Source data
===
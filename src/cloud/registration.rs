use kiddo::{KdTree, SquaredEuclidean};
use nalgebra::{Matrix3, Vector3};

use crate::cloud::PointCloud;
use crate::geometry::SE3;

/// Configuration for iterative closest point alignment.
#[derive(Debug, Clone)]
pub struct IcpConfig {
    pub max_iterations: usize,
    /// Correspondences farther than this are discarded.
    pub max_correspondence_distance: f64,
    /// Convergence threshold on the per-iteration translation update.
    pub translation_epsilon: f64,
    /// Convergence threshold on the per-iteration rotation update (radians).
    pub rotation_epsilon: f64,
    /// Minimum correspondences needed to estimate an update.
    pub min_correspondences: usize,
}

impl Default for IcpConfig {
    fn default() -> Self {
        Self {
            max_iterations: 30,
            max_correspondence_distance: 1.0,
            translation_epsilon: 1e-4,
            rotation_epsilon: 1e-4,
            min_correspondences: 10,
        }
    }
}

/// Outcome of an ICP run. `transform` maps source-frame points into the
/// target frame (the initial guess folded in).
#[derive(Debug, Clone)]
pub struct IcpResult {
    pub transform: SE3,
    /// Fraction of source points with a gated correspondence at the final
    /// transform.
    pub fitness: f64,
    /// RMS distance over those correspondences.
    pub inlier_rmse: f64,
    pub iterations: usize,
    /// Whether the update fell below the convergence thresholds before the
    /// iteration cap.
    pub converged: bool,
}

/// Point-to-point ICP: alternate nearest-neighbor association (k-d tree over
/// the target) with a closed-form rigid update until convergence or the
/// iteration cap. Returns `None` when either cloud is too small or the
/// association collapses below `min_correspondences`.
pub fn icp_align(
    source: &PointCloud,
    target: &PointCloud,
    initial: &SE3,
    config: &IcpConfig,
) -> Option<IcpResult> {
    if source.len() < config.min_correspondences || target.len() < config.min_correspondences {
        return None;
    }

    let mut tree: KdTree<f64, 3> = KdTree::new();
    for (i, point) in target.points.iter().enumerate() {
        tree.add(&[point.x, point.y, point.z], i as u64);
    }

    let gate_sq = config.max_correspondence_distance * config.max_correspondence_distance;
    let mut transform = *initial;
    let mut converged = false;
    let mut iterations = 0;

    for _ in 0..config.max_iterations {
        iterations += 1;

        let mut moved_points = Vec::new();
        let mut matched_points = Vec::new();
        for point in &source.points {
            let moved = transform.transform_point(point);
            let nearest = tree.nearest_one::<SquaredEuclidean>(&[moved.x, moved.y, moved.z]);
            if nearest.distance <= gate_sq {
                moved_points.push(moved);
                matched_points.push(target.points[nearest.item as usize]);
            }
        }
        if moved_points.len() < config.min_correspondences {
            return None;
        }

        let step = best_fit_transform(&moved_points, &matched_points)?;
        transform = step.compose(&transform);

        if step.translation.norm() < config.translation_epsilon
            && step.angle() < config.rotation_epsilon
        {
            converged = true;
            break;
        }
    }

    // Fitness statistics at the final transform.
    let mut matched = 0usize;
    let mut squared_sum = 0.0;
    for point in &source.points {
        let moved = transform.transform_point(point);
        let nearest = tree.nearest_one::<SquaredEuclidean>(&[moved.x, moved.y, moved.z]);
        if nearest.distance <= gate_sq {
            matched += 1;
            squared_sum += nearest.distance;
        }
    }
    if matched == 0 {
        return None;
    }

    Some(IcpResult {
        transform,
        fitness: matched as f64 / source.len() as f64,
        inlier_rmse: (squared_sum / matched as f64).sqrt(),
        iterations,
        converged,
    })
}

/// Closed-form least-squares rigid transform aligning `source` onto `target`
/// (Horn's method via SVD, with the reflection case corrected).
fn best_fit_transform(source: &[Vector3<f64>], target: &[Vector3<f64>]) -> Option<SE3> {
    let n = source.len().min(target.len());
    if n < 3 {
        return None;
    }

    let centroid_src: Vector3<f64> = source.iter().copied().sum::<Vector3<f64>>() / n as f64;
    let centroid_dst: Vector3<f64> = target.iter().copied().sum::<Vector3<f64>>() / n as f64;

    let mut cross_cov = Matrix3::<f64>::zeros();
    for i in 0..n {
        let s = source[i] - centroid_src;
        let d = target[i] - centroid_dst;
        cross_cov += d * s.transpose();
    }

    let svd = cross_cov.svd(true, true);
    let u = svd.u?;
    let v_t = svd.v_t?;
    let mut rotation = u * v_t;
    if rotation.determinant() < 0.0 {
        // Reflection case: flip the axis of least variance.
        let mut u_fixed = u;
        u_fixed.set_column(2, &(-u.column(2)));
        rotation = u_fixed * v_t;
    }
    let translation = centroid_dst - rotation * centroid_src;
    Some(SE3::from_rt(&rotation, translation))
}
===
- **How to complete this task**: Return every line of the data unchanged.

- **Task answer**:
filename src/cloud/registration.rs
use kiddo::{KdTree, SquaredEuclidean};
use nalgebra::{Matrix3, Vector3};

use crate::cloud::PointCloud;
use crate::geometry::SE3;

/// Configuration for iterative closest point alignment.
#[derive(Debug, Clone)]
pub struct IcpConfig {
    pub max_iterations: usize,
    /// Correspondences farther than this are discarded.
    pub max_correspondence_distance: f64,
    /// Convergence threshold on the per-iteration translation update.
    pub translation_epsilon: f64,
    /// Convergence threshold on the per-iteration rotation update (radians).
    pub rotation_epsilon: f64,
    /// Minimum correspondences needed to estimate an update.
    pub min_correspondences: usize,
}

impl Default for IcpConfig {
    fn default() -> Self {
        Self {
            max_iterations: 30,
            max_correspondence_distance: 1.0,
            translation_epsilon: 1e-4,
            rotation_epsilon: 1e-4,
            min_correspondences: 10,
        }
    }
}

/// Outcome of an ICP run. `transform` maps source-frame points into the
/// target frame (the initial guess folded in).
#[derive(Debug, Clone)]
pub struct IcpResult {
    pub transform: SE3,
    /// Fraction of source points with a gated correspondence at the final
    /// transform.
    pub fitness: f64,
    /// RMS distance over those correspondences.
    pub inlier_rmse: f64,
    pub iterations: usize,
    /// Whether the update fell below the convergence thresholds before the
    /// iteration cap.
    pub converged: bool,
}

/// Point-to-point ICP: alternate nearest-neighbor association (k-d tree over
/// the target) with a closed-form rigid update until convergence or the
/// iteration cap. Returns `None` when either cloud is too small or the
/// association collapses below `min_correspondences`.
pub fn icp_align(
    source: &PointCloud,
    target: &PointCloud,
    initial: &SE3,
    config: &IcpConfig,
) -> Option<IcpResult> {
    if source.len() < config.min_correspondences || target.len() < config.min_correspondences {
        return None;
    }

    let mut tree: KdTree<f64, 3> = KdTree::new();
    for (i, point) in target.points.iter().enumerate() {
        tree.add(&[point.x, point.y, point.z], i as u64);
    }

    let gate_sq = config.max_correspondence_distance * config.max_correspondence_distance;
    let mut transform = *initial;
    let mut converged = false;
    let mut iterations = 0;

    for _ in 0..config.max_iterations {
        iterations += 1;

        let mut moved_points = Vec::new();
        let mut matched_points = Vec::new();
        for point in &source.points {
            let moved = transform.transform_point(point);
            let nearest = tree.nearest_one::<SquaredEuclidean>(&[moved.x, moved.y, moved.z]);
            if nearest.distance <= gate_sq {
                moved_points.push(moved);
                matched_points.push(target.points[nearest.item as usize]);
            }
        }
        if moved_points.len() < config.min_correspondences {
            return None;
        }

        let step = best_fit_transform(&moved_points, &matched_points)?;
        transform = step.compose(&transform);

        if step.translation.norm() < config.translation_epsilon
            && step.angle() < config.rotation_epsilon
        {
            converged = true;
            break;
        }
    }

    // Fitness statistics at the final transform.
    let mut matched = 0usize;
    let mut squared_sum = 0.0;
    for point in &source.points {
        let moved = transform.transform_point(point);
        let nearest = tree.nearest_one::<SquaredEuclidean>(&[moved.x, moved.y, moved.z]);
        if nearest.distance <= gate_sq {
            matched += 1;
            squared_sum += nearest.distance;
        }
    }
    if matched == 0 {
        return None;
    }

    Some(IcpResult {
        transform,
        fitness: matched as f64 / source.len() as f64,
        inlier_rmse: (squared_sum / matched as f64).sqrt(),
        iterations,
        converged,
    })
}

/// Closed-form least-squares rigid transform aligning `source` onto `target`
/// (Horn's method via SVD, with the reflection case corrected).
fn best_fit_transform(source: &[Vector3<f64>], target: &[Vector3<f64>]) -> Option<SE3> {
    let n = source.len().min(target.len());
    if n < 3 {
        return None;
    }

    let centroid_src: Vector3<f64> = source.iter().copied().sum::<Vector3<f64>>() / n as f64;
    let centroid_dst: Vector3<f64> = target.iter().copied().sum::<Vector3<f64>>() / n as f64;

    let mut cross_cov = Matrix3::<f64>::zeros();
    for i in 0..n {
        let s = source[i] - centroid_src;
        let d = target[i] - centroid_dst;
        cross_cov += d * s.transpose();
    }

    let svd = cross_cov.svd(true, true);
    let u = svd.u?;
    let v_t = svd.v_t?;
    let mut rotation = u * v_t;
    if rotation.determinant() < 0.0 {
        // Reflection case: flip the axis of least variance.
        let mut u_fixed = u;
        u_fixed.set_column(2, &(-u.column(2)));
        rotation = u_fixed * v_t;
    }
    let translation = centroid_dst - rotation * centroid_src;
    Some(SE3::from_rt(&rotation, translation))
}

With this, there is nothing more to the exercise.